A dual-track strategy, with Chinese involvement, is needed to secure peace on the Korean peninsula

  • To get the peace process back on track, the US and North Korea need to link denuclearisation to a peace mechanism involving multilateral security guarantees. Essentially, the US and China would need to reach an understanding on the Koreas
A little more than a year ago, one of South Korean President Moon Jae-in’s highest-level aides arrived at the White House with a startling message; North Korean leader Kim Jong-un proposed a summit meeting with US President Donald Trump, which he accepted on the spot.

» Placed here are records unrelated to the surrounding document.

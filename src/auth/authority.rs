/// Session Authority
///
/// Signup, login, refresh-rotation and logout protocols. The authority is
/// stateless: all mutable state lives in the user store and the session
/// ledger, so any number of authorities may share one store.

use std::sync::Arc;

use chrono::Utc;
use serde::Serialize;

use crate::auth::claims::{new_token_id, Claims};
use crate::auth::jwt::{MintedToken, TokenClass, TokenError, TokenMinter};
use crate::auth::ledger::SessionLedger;
use crate::auth::password::{CredentialHasher, EncodedHash};
use crate::configuration::AuthSettings;
use crate::error::{AppError, ErrorContext, StoreError};
use crate::store::{NewUser, RefreshSession, Role, SessionStore, User, UserStore};
use crate::validators::{validate_email, validate_name, validate_password};

/// Best-effort client metadata stored with each refresh session
#[derive(Debug, Clone, Default)]
pub struct ClientContext {
    pub user_agent: Option<String>,
    pub client_address: Option<String>,
    /// Request id assigned by the routing layer; log lines of the call carry it.
    /// A fresh one is generated when absent.
    pub request_id: Option<String>,
}

impl ClientContext {
    fn error_context(&self, operation: &str) -> ErrorContext {
        let context = ErrorContext::new(operation);
        match &self.request_id {
            Some(request_id) => context.with_request_id(request_id.clone()),
            None => context,
        }
    }
}

/// Public view of a user; never includes the password hash
#[derive(Debug, Clone, PartialEq, Eq, Serialize)]
pub struct UserProfile {
    pub id: String,
    pub email: String,
    pub name: Option<String>,
    pub role: Role,
}

impl From<&User> for UserProfile {
    fn from(user: &User) -> Self {
        Self {
            id: user.id.clone(),
            email: user.email.clone(),
            name: user.name.clone(),
            role: user.role,
        }
    }
}

/// Result of signup and login
#[derive(Debug, Clone)]
pub struct AuthSession {
    pub user: UserProfile,
    pub access_token: String,
    /// Handed to the routing layer for transport (e.g. an HTTP-only cookie)
    pub refresh_token: String,
    /// Access token lifetime in seconds
    pub expires_in: i64,
}

/// Result of a refresh rotation
#[derive(Debug, Clone)]
pub struct TokenPair {
    pub access_token: String,
    pub refresh_token: String,
    pub expires_in: i64,
}

pub struct SessionAuthority<U, S> {
    users: Arc<U>,
    ledger: SessionLedger<S>,
    hasher: CredentialHasher,
    minter: TokenMinter,
    revoke_family_on_replay: bool,
    /// Verified against when the email is unknown, so that path costs a full derivation too.
    dummy_hash: EncodedHash,
}

impl<U, S> SessionAuthority<U, S>
where
    U: UserStore,
    S: SessionStore,
{
    /// Build an authority from validated settings.
    pub fn new(settings: &AuthSettings, users: Arc<U>, sessions: Arc<S>) -> Result<Self, AppError> {
        settings.validate()?;

        let hasher = CredentialHasher::new(settings.hash_iterations);
        let dummy_hash = hasher.hash(&new_token_id());

        Ok(Self {
            users,
            ledger: SessionLedger::new(sessions),
            hasher,
            minter: TokenMinter::new(settings),
            revoke_family_on_replay: settings.revoke_family_on_replay,
            dummy_hash,
        })
    }

    pub fn ledger(&self) -> &SessionLedger<S> {
        &self.ledger
    }

    pub fn minter(&self) -> &TokenMinter {
        &self.minter
    }

    /// Validate a bearer access token for the routing layer.
    pub fn verify_access_token(&self, token: &str) -> Result<Claims, TokenError> {
        self.minter.verify(token, TokenClass::Access)
    }

    /// Register a user and open their first session.
    ///
    /// # Errors
    /// - `InvalidInput`: missing or malformed email/password/name
    /// - `Conflict`: email already registered
    pub async fn signup(
        &self,
        email: &str,
        password: &str,
        name: Option<&str>,
        client: &ClientContext,
    ) -> Result<AuthSession, AppError> {
        let context = client.error_context("user_signup");

        let typed = validate_email(email)?;
        validate_password(password)?;
        let name = validate_name(name)?;

        // New accounts are stored lowercased; an older record may still hold the typed case.
        let email = typed.to_lowercase();
        if self.find_user(&typed).await?.is_some() {
            tracing::warn!(request_id = %context.request_id, "Signup with registered email");
            return Err(AppError::Conflict);
        }

        let password_hash = self.hash_password(password).await?;

        let user = self
            .users
            .create_user(NewUser {
                email,
                name,
                password_hash: password_hash.to_string(),
                role: Role::default(),
            })
            .await
            .map_err(|e| match e {
                // Lost a race with a concurrent signup for the same email.
                StoreError::UniqueViolation(_) => AppError::Conflict,
                other => AppError::Store(other),
            })?;

        let session = self.open_session(&user, client, &context).await?;

        tracing::info!(
            request_id = %context.request_id,
            user_id = %user.id,
            "User registered successfully"
        );

        Ok(session)
    }

    /// Authenticate with email and password and open a new session.
    ///
    /// Unknown email and wrong password are indistinguishable to the caller.
    pub async fn login(
        &self,
        email: &str,
        password: &str,
        client: &ClientContext,
    ) -> Result<AuthSession, AppError> {
        let context = client.error_context("user_login");

        let email = validate_email(email)?;
        validate_password(password)?;

        let user = match self.find_user(&email).await? {
            Some(user) => user,
            None => {
                self.verify_password(password, self.dummy_hash.clone()).await?;
                tracing::warn!(request_id = %context.request_id, "Login for unknown email");
                return Err(AppError::InvalidCredentials);
            }
        };

        let stored: EncodedHash = user.password_hash.parse().map_err(|e| {
            let err = AppError::IntegrityFault(format!("malformed password hash: {}", e));
            context.clone().with_user_id(user.id.clone()).log_error(&err);
            err
        })?;

        if !self.verify_password(password, stored).await? {
            tracing::warn!(
                request_id = %context.request_id,
                user_id = %user.id,
                "Login with wrong password"
            );
            return Err(AppError::InvalidCredentials);
        }

        let session = self.open_session(&user, client, &context).await?;

        tracing::info!(
            request_id = %context.request_id,
            user_id = %user.id,
            "User logged in successfully"
        );

        Ok(session)
    }

    /// Exchange a refresh token for a new access/refresh pair, revoking the
    /// presented one.
    ///
    /// Every authentication failure is `AppError::InvalidRefresh`, whatever
    /// the cause. If two calls race with the same token, at most one wins.
    pub async fn refresh(&self, refresh_token: &str, client: &ClientContext) -> Result<TokenPair, AppError> {
        let context = client.error_context("token_refresh");

        let claims = match self.minter.verify(refresh_token, TokenClass::Refresh) {
            Ok(claims) => claims,
            Err(e) => {
                tracing::warn!(request_id = %context.request_id, error = %e, "Refresh token rejected");
                return Err(AppError::InvalidRefresh);
            }
        };

        let session = match self.ledger.lookup(&claims.jti).await? {
            Some(session) => session,
            None => {
                tracing::warn!(
                    request_id = %context.request_id,
                    session_id = %claims.jti,
                    "Refresh session not found"
                );
                return Err(AppError::InvalidRefresh);
            }
        };

        if !session.is_valid_for(&claims.sub, Utc::now()) {
            if session.user_id != claims.sub {
                tracing::warn!(
                    request_id = %context.request_id,
                    session_id = %session.id,
                    "Refresh session owner does not match token subject"
                );
            } else if session.is_revoked() {
                self.handle_replay(&session, &context).await;
            } else {
                tracing::info!(
                    request_id = %context.request_id,
                    session_id = %session.id,
                    "Refresh session expired"
                );
            }
            return Err(AppError::InvalidRefresh);
        }

        let user = match self.users.find_user_by_id(&claims.sub).await? {
            Some(user) => user,
            None => {
                tracing::warn!(
                    request_id = %context.request_id,
                    user_id = %claims.sub,
                    "Refresh for unknown user"
                );
                return Err(AppError::InvalidRefresh);
            }
        };

        let access = self.mint(TokenClass::Access, &user)?;
        let refresh = self.mint(TokenClass::Refresh, &user)?;
        let next_session = new_session(&refresh.claims, client)?;

        if let Err(e) = self.ledger.rotate(&session.id, &next_session).await {
            let err = AppError::from(e);
            context.clone().with_user_id(user.id.clone()).log_error(&err);
            return Err(err);
        }

        tracing::info!(
            request_id = %context.request_id,
            user_id = %user.id,
            session_id = %next_session.id,
            "Token refreshed successfully"
        );

        Ok(TokenPair {
            access_token: access.token,
            refresh_token: refresh.token,
            expires_in: self.minter.access_ttl_seconds(),
        })
    }

    /// Revoke the session behind `refresh_token`, if any.
    ///
    /// Always succeeds: a missing, forged, expired or already revoked token
    /// is silently ignored so logout reveals nothing about token state.
    pub async fn logout(&self, refresh_token: Option<&str>, client: &ClientContext) {
        let context = client.error_context("user_logout");

        let token = match refresh_token {
            Some(token) => token,
            None => return,
        };

        // Expired tokens still name a session worth revoking.
        let claims = match self.minter.verify_ignoring_expiry(token, TokenClass::Refresh) {
            Ok(claims) => claims,
            Err(e) => {
                tracing::debug!(request_id = %context.request_id, error = %e, "Logout with unusable token");
                return;
            }
        };

        match self.ledger.revoke(&claims.jti).await {
            Ok(true) => tracing::info!(
                request_id = %context.request_id,
                user_id = %claims.sub,
                session_id = %claims.jti,
                "User logged out"
            ),
            Ok(false) => tracing::debug!(
                request_id = %context.request_id,
                session_id = %claims.jti,
                "Logout for already revoked session"
            ),
            Err(e) => context
                .with_user_id(claims.sub.clone())
                .log_error(&AppError::from(e)),
        }
    }

    /// Look up `email` as typed, then lowercased.
    async fn find_user(&self, email: &str) -> Result<Option<User>, AppError> {
        if let Some(user) = self.users.find_user_by_email(email).await? {
            return Ok(Some(user));
        }
        let lowered = email.to_lowercase();
        if lowered == email {
            return Ok(None);
        }
        Ok(self.users.find_user_by_email(&lowered).await?)
    }

    async fn handle_replay(&self, session: &RefreshSession, context: &ErrorContext) {
        tracing::warn!(
            request_id = %context.request_id,
            user_id = %session.user_id,
            session_id = %session.id,
            replaced_by = ?session.replaced_by,
            "Revoked refresh token presented (possible replay)"
        );

        if !self.revoke_family_on_replay {
            return;
        }

        match self.ledger.revoke_descendants(&session.id).await {
            Ok(count) => tracing::warn!(
                request_id = %context.request_id,
                user_id = %session.user_id,
                revoked = count,
                "Revoked refresh session family after replay"
            ),
            Err(e) => context
                .clone()
                .with_user_id(session.user_id.clone())
                .log_error(&AppError::from(e)),
        }
    }

    /// Mint both tokens for `user` and record the refresh session.
    ///
    /// A session that cannot be recorded fails the whole call: a refresh token
    /// without a ledger row could never be redeemed.
    async fn open_session(
        &self,
        user: &User,
        client: &ClientContext,
        context: &ErrorContext,
    ) -> Result<AuthSession, AppError> {
        let access = self.mint(TokenClass::Access, user)?;
        let refresh = self.mint(TokenClass::Refresh, user)?;
        let session = new_session(&refresh.claims, client)?;

        if let Err(e) = self.ledger.create(&session).await {
            let err = AppError::from(e);
            context.clone().with_user_id(user.id.clone()).log_error(&err);
            return Err(err);
        }

        Ok(AuthSession {
            user: UserProfile::from(user),
            access_token: access.token,
            refresh_token: refresh.token,
            expires_in: self.minter.access_ttl_seconds(),
        })
    }

    fn mint(&self, class: TokenClass, user: &User) -> Result<MintedToken, AppError> {
        let minted = match class {
            TokenClass::Access => self.minter.mint_access(&user.id, user.role),
            TokenClass::Refresh => self.minter.mint_refresh(&user.id, user.role),
        };
        minted.map_err(|e| AppError::Internal(e.to_string()))
    }

    async fn hash_password(&self, password: &str) -> Result<EncodedHash, AppError> {
        let hasher = self.hasher;
        let password = password.to_string();
        tokio::task::spawn_blocking(move || hasher.hash(&password))
            .await
            .map_err(|e| AppError::Internal(format!("password hashing task failed: {}", e)))
    }

    async fn verify_password(&self, password: &str, stored: EncodedHash) -> Result<bool, AppError> {
        let hasher = self.hasher;
        let password = password.to_string();
        tokio::task::spawn_blocking(move || hasher.verify(&password, &stored))
            .await
            .map_err(|e| AppError::Internal(format!("password verification task failed: {}", e)))
    }
}

fn new_session(claims: &Claims, client: &ClientContext) -> Result<RefreshSession, AppError> {
    let expires_at = claims
        .expires_at()
        .ok_or_else(|| AppError::Internal("refresh token expiry out of range".to_string()))?;

    Ok(RefreshSession {
        id: claims.jti.clone(),
        user_id: claims.sub.clone(),
        issued_at: claims.issued_at(),
        expires_at,
        revoked_at: None,
        replaced_by: None,
        user_agent: client.user_agent.clone(),
        client_address: client.client_address.clone(),
    })
}
pub mod auth;
pub mod configuration;
pub mod error;
pub mod store;
pub mod telemetry;
pub mod validators;
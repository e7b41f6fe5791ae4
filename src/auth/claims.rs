/// JWT Claims structure
///
/// Access and refresh tokens share this payload; they differ only in signing
/// key and lifetime. `jti` is the refresh session's primary key.

use chrono::{DateTime, TimeZone, Utc};
use rand::rngs::OsRng;
use rand::RngCore;
use serde::{Deserialize, Serialize};

use crate::store::Role;

const TOKEN_ID_BYTES: usize = 16;

/// A fresh 128-bit random token identifier, hex encoded.
pub fn new_token_id() -> String {
    let mut bytes = [0u8; TOKEN_ID_BYTES];
    OsRng.fill_bytes(&mut bytes);
    hex::encode(bytes)
}

#[derive(Debug, Serialize, Deserialize, Clone, PartialEq, Eq)]
pub struct Claims {
    /// Subject (user id)
    pub sub: String,
    #[serde(default)]
    pub role: Role,
    /// Token identifier, unique per issuance
    pub jti: String,
    /// Issued at (Unix timestamp)
    pub iat: i64,
    /// Expiration time (Unix timestamp)
    pub exp: i64,
    /// Issuer
    pub iss: String,
}

impl Claims {
    /// Claims for `subject` valid for `ttl_seconds` from now, with a fresh `jti`.
    ///
    /// `None` when the expiry does not fit in an `i64` timestamp.
    pub fn new(subject: &str, role: Role, ttl_seconds: i64, issuer: &str) -> Option<Self> {
        let now = Utc::now().timestamp();
        Some(Self {
            sub: subject.to_string(),
            role,
            jti: new_token_id(),
            iat: now,
            exp: now.checked_add(ttl_seconds)?,
            iss: issuer.to_string(),
        })
    }

    pub fn issued_at(&self) -> DateTime<Utc> {
        Utc.timestamp_opt(self.iat, 0).single().unwrap_or_else(Utc::now)
    }

    /// `None` if `exp` is outside chrono's representable range.
    pub fn expires_at(&self) -> Option<DateTime<Utc>> {
        Utc.timestamp_opt(self.exp, 0).single()
    }
}
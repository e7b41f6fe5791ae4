/// Authentication module
///
/// Password hashing, access/refresh token minting, the refresh session
/// ledger and the session authority that composes them.

mod authority;
mod claims;
mod jwt;
mod ledger;
mod password;

pub use authority::{AuthSession, ClientContext, SessionAuthority, TokenPair, UserProfile};
pub use claims::{new_token_id, Claims};
pub use jwt::{MintedToken, SigningKeys, TokenClass, TokenError, TokenMinter};
pub use ledger::{LedgerError, SessionLedger};
pub use password::{CredentialHasher, EncodedHash, HashAlgorithm, HashFormatError, HashParams};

This week, Moon is slated to hold another summit meeting with Trump in Washington and, this time, he is on a mission to get the peace process back on track.
The historic Trump-Kim summit in Singapore set the two countries four goals in a brief communique: the denuclearisation of the Korean peninsula; working towards a lasting and stable peace regime; developing a new US-North Korea relationship, and; the return of Korean war “missing in action” remains. (To date, only the last goal has brought results, with the return of the remains of 55 US servicemen.)
If the Singapore summit agreement was vague on details of denuclearisation, the Hanoi summit left no doubt that the interlocutors were not on the same page.
Instead of focusing on the two critical goals of the Singapore summit, denuclearisation and peace, Kim, according to Trump, demanded a total lifting of sanctions but would not agree to dismantle his entire nuclear programme. (The North Koreans later challenged Trump’s account, saying Kim had only asked for some sanctions to be lifted in exchange for shutting down the main nuclear site at Yongbyon.) A third summit, which US Secretary of State Mike Pompeo said he was “confident” would take place, would be unthinkable without the ending of all fissile material production as a precondition.

Kim’s current unwillingness to stop fissile material production is highly significant for two reasons. First, it allows the North Korean leader to credibly claim the North’s nuclear deterrent is expanding and he has not caved in to US pressure even though the moratorium on nuclear and missile tests remains intact.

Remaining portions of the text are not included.